**Goal of the exercise:**
Are you able to quote each entry exactly as written?

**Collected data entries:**
──────────────────────────────

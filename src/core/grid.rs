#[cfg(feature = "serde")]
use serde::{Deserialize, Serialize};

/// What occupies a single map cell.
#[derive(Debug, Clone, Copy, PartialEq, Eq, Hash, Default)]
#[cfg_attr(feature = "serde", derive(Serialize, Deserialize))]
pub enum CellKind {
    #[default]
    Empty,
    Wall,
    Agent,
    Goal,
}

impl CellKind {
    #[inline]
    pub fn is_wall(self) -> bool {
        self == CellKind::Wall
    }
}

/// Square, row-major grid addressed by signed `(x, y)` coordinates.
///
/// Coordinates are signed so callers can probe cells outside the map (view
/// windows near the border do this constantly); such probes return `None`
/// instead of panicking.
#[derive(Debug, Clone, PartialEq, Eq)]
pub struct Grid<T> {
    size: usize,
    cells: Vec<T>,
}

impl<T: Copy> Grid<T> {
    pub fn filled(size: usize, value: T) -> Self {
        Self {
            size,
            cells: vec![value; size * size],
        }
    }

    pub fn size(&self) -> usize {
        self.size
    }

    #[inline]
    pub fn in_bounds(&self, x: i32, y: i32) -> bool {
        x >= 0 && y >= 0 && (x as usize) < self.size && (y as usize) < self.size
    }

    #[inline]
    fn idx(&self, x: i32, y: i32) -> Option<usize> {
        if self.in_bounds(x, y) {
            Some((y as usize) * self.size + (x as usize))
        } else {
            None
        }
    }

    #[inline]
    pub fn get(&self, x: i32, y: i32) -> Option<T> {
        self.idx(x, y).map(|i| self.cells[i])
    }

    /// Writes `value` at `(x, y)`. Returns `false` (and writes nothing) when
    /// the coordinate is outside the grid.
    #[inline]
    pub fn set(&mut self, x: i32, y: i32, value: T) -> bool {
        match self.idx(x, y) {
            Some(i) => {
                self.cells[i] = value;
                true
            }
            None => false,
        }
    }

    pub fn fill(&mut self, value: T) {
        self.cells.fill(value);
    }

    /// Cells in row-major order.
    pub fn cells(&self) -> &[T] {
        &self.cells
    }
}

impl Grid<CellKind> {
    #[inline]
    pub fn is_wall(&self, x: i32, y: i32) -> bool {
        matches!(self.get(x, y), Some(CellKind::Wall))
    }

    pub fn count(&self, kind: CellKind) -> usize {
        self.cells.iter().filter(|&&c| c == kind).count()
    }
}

──────────────────────────────

**Answer space:**
filename src/core/grid.rs
#[cfg(feature = "serde")]
use serde::{Deserialize, Serialize};

/// What occupies a single map cell.
#[derive(Debug, Clone, Copy, PartialEq, Eq, Hash, Default)]
#[cfg_attr(feature = "serde", derive(Serialize, Deserialize))]
pub enum CellKind {
    #[default]
    Empty,
    Wall,
    Agent,
    Goal,
}

impl CellKind {
    #[inline]
    pub fn is_wall(self) -> bool {
        self == CellKind::Wall
    }
}

/// Square, row-major grid addressed by signed `(x, y)` coordinates.
///
/// Coordinates are signed so callers can probe cells outside the map (view
/// windows near the border do this constantly); such probes return `None`
/// instead of panicking.
#[derive(Debug, Clone, PartialEq, Eq)]
pub struct Grid<T> {
    size: usize,
    cells: Vec<T>,
}

impl<T: Copy> Grid<T> {
    pub fn filled(size: usize, value: T) -> Self {
        Self {
            size,
            cells: vec![value; size * size],
        }
    }

    pub fn size(&self) -> usize {
        self.size
    }

    #[inline]
    pub fn in_bounds(&self, x: i32, y: i32) -> bool {
        x >= 0 && y >= 0 && (x as usize) < self.size && (y as usize) < self.size
    }

    #[inline]
    fn idx(&self, x: i32, y: i32) -> Option<usize> {
        if self.in_bounds(x, y) {
            Some((y as usize) * self.size + (x as usize))
        } else {
            None
        }
    }

    #[inline]
    pub fn get(&self, x: i32, y: i32) -> Option<T> {
        self.idx(x, y).map(|i| self.cells[i])
    }

    /// Writes `value` at `(x, y)`. Returns `false` (and writes nothing) when
    /// the coordinate is outside the grid.
    #[inline]
    pub fn set(&mut self, x: i32, y: i32, value: T) -> bool {
        match self.idx(x, y) {
            Some(i) => {
                self.cells[i] = value;
                true
            }
            None => false,
        }
    }

    pub fn fill(&mut self, value: T) {
        self.cells.fill(value);
    }

    /// Cells in row-major order.
    pub fn cells(&self) -> &[T] {
        &self.cells
    }
}

impl Grid<CellKind> {
    #[inline]
    pub fn is_wall(&self, x: i32, y: i32) -> bool {
        matches!(self.get(x, y), Some(CellKind::Wall))
    }

    pub fn count(&self, kind: CellKind) -> usize {
        self.cells.iter().filter(|&&c| c == kind).count()
    }
}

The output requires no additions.